On June 27, 2018, I spoke with Byron Wien of the Blackstone Group, a longtime friend of Advisor Perspectives and the author of the widely-followed Ten Surprises series of predictions, which Byron has produced for 33 years. For many years, Byron was chief U.S. investment strategist at Morgan Stanley.
If you are in the camp of those who think Donald Trump is mostly a destructive force in the U.S. economy, how destructive will he be? Some investors, such as Seth Klarman, who have not historically been sympathetic to Democratic causes, are actively working to elect Democrats to weaken Trump’s power. How do you react to that strategy?
Well, I am in that camp, but people are not recognizing that the vast majority of the electorate is probably applauding what Trump is doing. Most people think our trading partners have taken advantage of us. Many people are benefiting from the tax cut and the deregulation that Trump was able to achieve. As a result of that, the Wall Street community may be somewhat skeptical of Trump, but I think he has more support than most people realize. As a result of that, all the polls show Democrats are going to take the house. I think that outcome is less certain.
The tax cut and deregulation, in my view, are generic Republican stuff that is not unique to Trump. A trade war and an immigration war are not generic Republican policies and they concern me.
I agree with that. But Trump’s method of operation is to take an extreme position and be willing to back down on it. The separation of children from their families is an example. That was a clear mistake. It was a humanitarian error and a political misjudgment and he reversed it. I think he lost some political capital in the process, but he did change his mind. He is perfectly willing to change his mind.
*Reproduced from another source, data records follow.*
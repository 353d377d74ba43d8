//! Registry of available transform scripts
//!
//! Transform units live in the workspace's script directories, separated by
//! scenario type and by source (user vs community). The registry indexes
//! them by (type, name) where the name is the file stem; user scripts
//! shadow community scripts of the same name.
//!
//! The registry itself is plain data. It is kept current either by explicit
//! rescans or by the directory watcher (`crate::watcher`), which owns an
//! `Arc<RwLock<ScriptRegistry>>` shared with the host.

use std::collections::BTreeMap;
use std::fs;
use std::path::{Path, PathBuf};
use tracing::debug;

use crate::document::ScenarioType;
use crate::error::Result;
use crate::workspace::{ContentSource, WorkspaceLayout};

/// One discovered transform unit.
#[derive(Debug, Clone, PartialEq, Eq)]
pub struct TransformScript {
    /// Registry name: the script file's stem.
    pub name: String,
    pub path: PathBuf,
    pub scenario_type: ScenarioType,
    pub source: ContentSource,
}

/// Index of every known transform script, keyed by scenario type and name.
#[derive(Debug, Default, Clone)]
pub struct ScriptRegistry {
    entries: BTreeMap<(ScenarioType, String), TransformScript>,
}

impl ScriptRegistry {
    pub fn new() -> Self {
        Self::default()
    }

    /// Scan every script bucket of a workspace.
    pub fn discover(layout: &WorkspaceLayout) -> Result<Self> {
        let mut registry = Self::new();
        for scenario_type in [ScenarioType::Chart, ScenarioType::Generator] {
            registry.rescan(layout, scenario_type)?;
        }
        Ok(registry)
    }

    /// Re-scan both sources for one scenario type, replacing that slice of
    /// the registry. Community is scanned first so user entries shadow it.
    pub fn rescan(&mut self, layout: &WorkspaceLayout, scenario_type: ScenarioType) -> Result<usize> {
        self.entries.retain(|(ty, _), _| *ty != scenario_type);
        let mut count = 0;
        for source in [ContentSource::Community, ContentSource::User] {
            let dir = layout.scripts_dir(scenario_type, source);
            count += self.scan_dir(&dir, scenario_type, source)?;
        }
        debug!(scenario_type = %scenario_type, scripts = count, "script bucket rescanned");
        Ok(count)
    }

    fn scan_dir(
        &mut self,
        dir: &Path,
        scenario_type: ScenarioType,
        source: ContentSource,
    ) -> Result<usize> {
        if !dir.is_dir() {
            return Ok(0);
        }
        let mut count = 0;
        for entry in fs::read_dir(dir)? {
            let entry = entry?;
            let path = entry.path();
            if !path.is_file() {
                continue;
            }
            let Some(name) = path.file_stem().and_then(|s| s.to_str()) else {
                continue;
            };
            if name.starts_with('.') {
                continue;
            }
            let script = TransformScript {
                name: name.to_string(),
                path: path.clone(),
                scenario_type,
                source,
            };
            // Later sources win: community is scanned before user.
            self.entries
                .insert((scenario_type, name.to_string()), script);
            count += 1;
        }
        Ok(count)
    }

    pub fn get(&self, scenario_type: ScenarioType, name: &str) -> Option<&TransformScript> {
        self.entries.get(&(scenario_type, name.to_string()))
    }

    /// Scripts applicable to one scenario type, in name order.
    pub fn scripts_for(
        &self,
        scenario_type: ScenarioType,
    ) -> impl Iterator<Item = &TransformScript> {
        self.entries
            .iter()
            .filter(move |((ty, _), _)| *ty == scenario_type)
            .map(|(_, script)| script)
    }

    pub fn len(&self) -> usize {
        self.entries.len()
    }

    pub fn is_empty(&self) -> bool {
        self.entries.is_empty()
    }
}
Trump appears to want domestic approval. He doesn’t care how many people abroad he offends. He is an example of inward thinking. Inward thinking is the most powerful political force operating in the world today. It is an aspect of populism. You first saw it with the Brexit decision, and you are seeing it around the world with the re-election of Erdogan in Turkey and his increase in power. In China, Xi Jinping is now president for life. The idea of countries cooperating with each other has diminished greatly over the past two years.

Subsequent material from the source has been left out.